YOUR GOAL:
Your answer must hold only the lines below from the line containing "method is left" through the line containing "the instruction list.", each reproduced exactly.

Saved data entries:
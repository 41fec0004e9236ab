//! Parsed classfile structure.
//!
//! A `ClassNode` is built once per class-load event, mutated in place by
//! transformers, serialized back to bytes at most once, and discarded.
//! Attributes the tree does not model are carried as raw bytes; the
//! append-only constant pool keeps their indices valid.

use crate::insn::{Const, Handle, Insn, LabelId};
use crate::pool::ConstPool;

/// The access flags this crate actually needs to look at.
pub mod access {
    pub const ACC_PUBLIC: u16 = 0x0001;
    pub const ACC_STATIC: u16 = 0x0008;
    pub const ACC_FINAL: u16 = 0x0010;
    pub const ACC_SUPER: u16 = 0x0020;
    pub const ACC_NATIVE: u16 = 0x0100;
    pub const ACC_INTERFACE: u16 = 0x0200;
    pub const ACC_ABSTRACT: u16 = 0x0400;
}

/// An attribute carried verbatim.
#[derive(Debug, Clone, PartialEq)]
pub struct RawAttribute {
    pub name: String,
    pub data: Vec<u8>,
}

/// One `BootstrapMethods` table entry, symbolic.
#[derive(Debug, Clone, PartialEq)]
pub struct BootstrapMethod {
    pub handle: Handle,
    pub args: Vec<Const>,
}

/// An exception-handler table entry, label-based. `catch_type` of `None`
/// is the catch-all used by `finally`.
#[derive(Debug, Clone, PartialEq)]
pub struct TryCatch {
    pub start: LabelId,
    pub end: LabelId,
    pub handler: LabelId,
    pub catch_type: Option<String>,
}

/// A `LineNumberTable` entry.
#[derive(Debug, Clone, Copy, PartialEq, Eq)]
pub struct LineNumber {
    pub start: LabelId,
    pub line: u16,
}

/// A `LocalVariableTable` entry.
#[derive(Debug, Clone, PartialEq)]
pub struct LocalVar {
    pub start: LabelId,
    pub end: LabelId,
    pub name: String,
    pub descriptor: String,
    pub index: u16,
}

/// A verification type in a stack map frame.
#[derive(Debug, Clone, PartialEq)]
pub enum VerificationType {
    Top,
    Integer,
    Float,
    Double,
    Long,
    Null,
    UninitializedThis,
    Object(String),
    Uninitialized(LabelId),
}

impl VerificationType {
    /// Long and Double verification entries stand for two locals slots.
    pub fn slots(&self) -> u16 {
        match self {
            VerificationType::Long | VerificationType::Double => 2,
            _ => 1,
        }
    }
}

/// A stack map frame, expanded to full form on read and written back as
/// `full_frame` entries with recomputed offset deltas.
#[derive(Debug, Clone, PartialEq)]
pub struct StackMapFrame {
    pub at: LabelId,
    pub locals: Vec<VerificationType>,
    pub stack: Vec<VerificationType>,
}

/// A field; everything beyond the header is raw passthrough.
#[derive(Debug, Clone, PartialEq)]
pub struct FieldNode {
    pub access: u16,
    pub name: String,
    pub descriptor: String,
    pub attrs: Vec<RawAttribute>,
}

/// A method with its decoded Code attribute.
#[derive(Debug, Clone, PartialEq)]
pub struct MethodNode {
    pub access: u16,
    pub name: String,
    pub descriptor: String,
    pub max_stack: u16,
    pub max_locals: u16,
    pub instructions: Vec<Insn>,
    pub try_catches: Vec<TryCatch>,
    pub line_numbers: Vec<LineNumber>,
    pub local_vars: Vec<LocalVar>,
    pub frames: Vec<StackMapFrame>,
    /// Unknown Code sub-attributes, dropped if the body was edited since
    /// their offsets would be stale.
    pub code_attrs: Vec<RawAttribute>,
    /// Unknown method-level attributes (Signature, Exceptions, ...).
    pub attrs: Vec<RawAttribute>,
    next_label: u32,
}

impl MethodNode {
    pub fn new(access: u16, name: impl Into<String>, descriptor: impl Into<String>) -> Self {
        Self {
            access,
            name: name.into(),
            descriptor: descriptor.into(),
            max_stack: 0,
            max_locals: 0,
            instructions: Vec::new(),
            try_catches: Vec::new(),
            line_numbers: Vec::new(),
            local_vars: Vec::new(),
            frames: Vec::new(),
            code_attrs: Vec::new(),
            attrs: Vec::new(),
            next_label: 0,
        }
    }

    /// Whether this method carries a Code attribute at all.
    pub fn has_code(&self) -> bool {
        self.access & (access::ACC_ABSTRACT | access::ACC_NATIVE) == 0
    }

    /// Allocates a fresh label, unique within this method.
    pub fn new_label(&mut self) -> LabelId {
        let id = LabelId(self.next_label);
        self.next_label += 1;
        id
    }

    /// Bumps the label allocator past `id`; used by the reader after it
    /// has assigned labels from bytecode offsets.
    pub(crate) fn reserve_labels(&mut self, count: u32) {
        self.next_label = self.next_label.max(count);
    }

    /// Position of a label's pseudo-instruction, if placed.
    pub fn label_position(&self, label: LabelId) -> Option<usize> {
        self.instructions
            .iter()
            .position(|i| matches!(i, Insn::Label(l) if *l == label))
    }
}

/// A parsed class.
#[derive(Debug, Clone)]
pub struct ClassNode {
    pub minor_version: u16,
    pub major_version: u16,
    pub pool: ConstPool,
    pub access: u16,
    pub name: String,
    pub super_name: Option<String>,
    pub interfaces: Vec<String>,
    pub fields: Vec<FieldNode>,
    pub methods: Vec<MethodNode>,
    /// The `BootstrapMethods` table, symbolic and append-only (parsed pool
    /// entries reference it by position).
    pub bootstrap_methods: Vec<BootstrapMethod>,
    /// Unknown class-level attributes.
    pub attrs: Vec<RawAttribute>,
}

impl ClassNode {
    /// A minimal class shell, mostly useful for tests and generated code.
    pub fn new(name: impl Into<String>) -> Self {
        Self {
            minor_version: 0,
            major_version: 52, // Java 8
            pool: ConstPool::new(),
            access: access::ACC_PUBLIC | access::ACC_SUPER,
            name: name.into(),
            super_name: Some("java/lang/Object".to_owned()),
            interfaces: Vec::new(),
            fields: Vec::new(),
            methods: Vec::new(),
            bootstrap_methods: Vec::new(),
            attrs: Vec::new(),
        }
    }

    pub fn method(&self, name: &str, descriptor: &str) -> Option<&MethodNode> {
        self.methods
            .iter()
            .find(|m| m.name == name && m.descriptor == descriptor)
    }

    pub fn method_mut(&mut self, name: &str, descriptor: &str) -> Option<&mut MethodNode> {
        self.methods
            .iter_mut()
            .find(|m| m.name == name && m.descriptor == descriptor)
    }
}
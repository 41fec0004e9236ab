/// Module for the `decode` subcommand, which disassembles a classfile into
/// the symbolic instruction listing the transformers operate on.
use clap::Args;
use classweave_core::parse_class;
use std::error::Error;
use std::fs;
use std::path::PathBuf;

/// Arguments for the `decode` subcommand.
#[derive(Args)]
pub struct DecodeArgs {
    /// Path to a .class file
    pub input: PathBuf,

    /// Only print methods whose name matches
    #[arg(long)]
    method: Option<String>,
}

impl super::Command for DecodeArgs {
    fn execute(self) -> Result<(), Box<dyn Error>> {
        let bytes = fs::read(&self.input)?;
        let class = parse_class(&bytes)?;

        println!(
            "class {} (version {}.{})",
            class.name, class.major_version, class.minor_version
        );
        if let Some(super_name) = &class.super_name {
            println!("  extends {super_name}");
        }
        for interface in &class.interfaces {
            println!("  implements {interface}");
        }
        for field in &class.fields {
            println!("  field {} {}", field.name, field.descriptor);
        }

        for method in &class.methods {
            if let Some(filter) = &self.method {
                if method.name != *filter {
                    continue;
                }
            }
            println!();
            println!(
                "  method {}{} (stack {}, locals {})",
                method.name, method.descriptor, method.max_stack, method.max_locals
            );
            for (i, insn) in method.instructions.iter().enumerate() {
                println!("    {i:4}: {insn}");
            }
            for tc in &method.try_catches {
                let catch = tc.catch_type.as_deref().unwrap_or("<any>");
                println!(
                    "    try {}..{} handler {} catch {}",
                    tc.start, tc.end, tc.handler, catch
                );
            }
        }
        Ok(())
    }
}
use std::fs;

use classweave_cli::commands::transform::TransformArgs;
use classweave_cli::commands::Command;
use classweave_core::{access, parse_class, write_class, ClassNode, Insn, MethodNode, Opcode};

const STRING_BUILDER: &str = "java/lang/StringBuilder";

fn concat_class() -> Vec<u8> {
    let mut method = MethodNode::new(
        access::ACC_PUBLIC | access::ACC_STATIC,
        "greet",
        "(I)Ljava/lang/String;",
    );
    method.max_stack = 4;
    method.max_locals = 1;
    method.instructions = vec![
        Insn::Type {
            op: Opcode::New,
            class_name: STRING_BUILDER.to_owned(),
        },
        Insn::Simple(Opcode::Dup),
        Insn::Method {
            op: Opcode::Invokespecial,
            owner: STRING_BUILDER.to_owned(),
            name: "<init>".to_owned(),
            descriptor: "()V".to_owned(),
            interface: false,
        },
        Insn::LoadConst(classweave_core::Const::Str("n=".to_owned())),
        Insn::Method {
            op: Opcode::Invokevirtual,
            owner: STRING_BUILDER.to_owned(),
            name: "append".to_owned(),
            descriptor: "(Ljava/lang/String;)Ljava/lang/StringBuilder;".to_owned(),
            interface: false,
        },
        Insn::Local { op: Opcode::Iload, index: 0 },
        Insn::Method {
            op: Opcode::Invokevirtual,
            owner: STRING_BUILDER.to_owned(),
            name: "append".to_owned(),
            descriptor: "(I)Ljava/lang/StringBuilder;".to_owned(),
            interface: false,
        },
        Insn::Method {
            op: Opcode::Invokevirtual,
            owner: STRING_BUILDER.to_owned(),
            name: "toString".to_owned(),
            descriptor: "()Ljava/lang/String;".to_owned(),
            interface: false,
        },
        Insn::Simple(Opcode::Areturn),
    ];
    let mut class = ClassNode::new("Sample");
    class.methods.push(method);
    write_class(&class).unwrap()
}

#[test]
fn transform_command_rewrites_class_files() {
    let dir = tempfile::tempdir().unwrap();
    let input = dir.path().join("Sample.class");
    fs::write(&input, concat_class()).unwrap();
    let config = dir.path().join("pipeline.json");
    fs::write(&config, r#"{ "modules": {} }"#).unwrap();
    let out = dir.path().join("out");

    let args = TransformArgs {
        inputs: vec![input],
        config,
        out: Some(out.clone()),
        isolate: false,
    };
    args.execute().unwrap();

    let rewritten = parse_class(&fs::read(out.join("Sample.class")).unwrap()).unwrap();
    let body = &rewritten.methods[0].instructions;
    assert!(body.iter().any(|i| matches!(i, Insn::InvokeDynamic(_))));
    assert!(!body
        .iter()
        .any(|i| matches!(i, Insn::Type { class_name, .. } if class_name == STRING_BUILDER)));
}

#[test]
fn disabled_module_leaves_bytes_untouched() {
    let dir = tempfile::tempdir().unwrap();
    let bytes = concat_class();
    let input = dir.path().join("Sample.class");
    fs::write(&input, &bytes).unwrap();
    let config = dir.path().join("pipeline.json");
    fs::write(&config, r#"{ "modules": { "concat_folding": false } }"#).unwrap();
    let out = dir.path().join("out");

    let args = TransformArgs {
        inputs: vec![input],
        config,
        out: Some(out.clone()),
        isolate: false,
    };
    args.execute().unwrap();

    assert_eq!(fs::read(out.join("Sample.class")).unwrap(), bytes);
}
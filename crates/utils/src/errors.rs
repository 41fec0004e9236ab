use thiserror::Error;

/// Error type for classfile parsing.
#[derive(Debug, Error)]
pub enum ClassReadError {
    /// The input ended before a complete structure could be read.
    #[error("unexpected end of class file at offset {0}")]
    UnexpectedEof(usize),
    /// The file does not start with the 0xCAFEBABE magic.
    #[error("bad magic: 0x{0:08x}")]
    BadMagic(u32),
    /// Constant pool entry with an unknown tag byte.
    #[error("unknown constant pool tag {tag} at entry {index}")]
    BadConstantTag { tag: u8, index: u16 },
    /// A constant pool index pointed at a missing or wrongly-typed entry.
    #[error("constant pool index {index} is not a {expected}")]
    BadConstantIndex { index: u16, expected: &'static str },
    /// Modified UTF-8 data that could not be decoded.
    #[error("malformed utf8 in constant pool entry {0}")]
    BadUtf8(u16),
    /// An opcode byte the reader does not recognize.
    #[error("unknown opcode 0x{opcode:02x} at code offset {offset}")]
    BadOpcode { opcode: u8, offset: usize },
    /// A branch or table target outside the method's code, or into the
    /// middle of an instruction.
    #[error("branch target {target} at code offset {offset} is not an instruction boundary")]
    BadBranchTarget { offset: usize, target: usize },
    /// An attribute's declared length disagrees with its content.
    #[error("attribute `{0}` has inconsistent length")]
    BadAttributeLength(String),
    /// A malformed field or method descriptor.
    #[error("invalid descriptor `{0}`")]
    BadDescriptor(String),
}

/// Error type for classfile serialization.
#[derive(Debug, Error)]
pub enum ClassWriteError {
    /// The constant pool grew past the u16 index space.
    #[error("constant pool overflow: entry would land at index {0}")]
    ConstantPoolOverflow(usize),
    /// A conditional branch offset does not fit in 16 bits. Unconditional
    /// jumps are widened to goto_w automatically; if/if_icmp forms have no
    /// wide variant.
    #[error("branch offset {offset} out of 16-bit range in method `{method}`")]
    BranchOffsetOverflow { method: String, offset: i64 },
    /// Code attribute longer than the format's u32 size field allows.
    #[error("method `{0}` exceeds the maximum code length")]
    CodeSizeOverflow(String),
    /// An instruction or table referenced a label with no `Insn::Label` in
    /// the method body.
    #[error("label L{label} referenced in method `{method}` was never placed")]
    MissingLabel { method: String, label: u32 },
    /// A value that only fits in a wide instruction form the writer does
    /// not emit (e.g. a local index above u16).
    #[error("operand out of range in method `{method}`: {what}")]
    OperandOverflow { method: String, what: String },
}

/// Error type for structural edit violations inside a change batch.
///
/// These are programming defects in a transformer, not recoverable
/// conditions: the batch refuses to commit and the method is left
/// untouched.
#[derive(Debug, PartialEq, Eq, Error)]
pub enum EditError {
    /// An edit anchor index past the end of the instruction list.
    #[error("edit anchor {index} out of range (method has {len} instructions)")]
    AnchorOutOfRange { index: usize, len: usize },
    /// Two edits claimed the same instruction (e.g. remove + replace).
    #[error("conflicting edits on instruction {0}")]
    ConflictingEdits(usize),
    /// Committing would leave a jump, handler, or table entry pointing at a
    /// label that no longer exists.
    #[error("removing label L{label} would dangle a {referent} in method `{method}`")]
    DanglingLabel {
        method: String,
        label: u32,
        referent: &'static str,
    },
}

/// Error type for transformer execution.
#[derive(Debug, Error)]
pub enum TransformError {
    /// A change batch failed validation.
    #[error("structural edit violation")]
    Edit(#[from] EditError),
    /// Transformer-specific failure with context.
    #[error("{0}")]
    Other(String),
}

/// Error type for the dispatch driver.
#[derive(Debug, Error)]
pub enum DriverError {
    /// The incoming class bytes could not be parsed.
    #[error("failed to read class `{name}`: {source}")]
    Read {
        name: String,
        #[source]
        source: ClassReadError,
    },
    /// The transformed class could not be serialized.
    #[error("failed to write class `{name}`: {source}")]
    Write {
        name: String,
        #[source]
        source: ClassWriteError,
    },
    /// A transformer failed and the failure policy is fatal.
    #[error("transformer `{transformer}` failed on class `{name}`: {source}")]
    Transform {
        name: String,
        transformer: String,
        #[source]
        source: TransformError,
    },
}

OUTPUT OF THE EXERCISE:
/// conditions: the batch refuses to commit and the method is left
/// untouched.
#[derive(Debug, PartialEq, Eq, Error)]
pub enum EditError {
    /// An edit anchor index past the end of the instruction list.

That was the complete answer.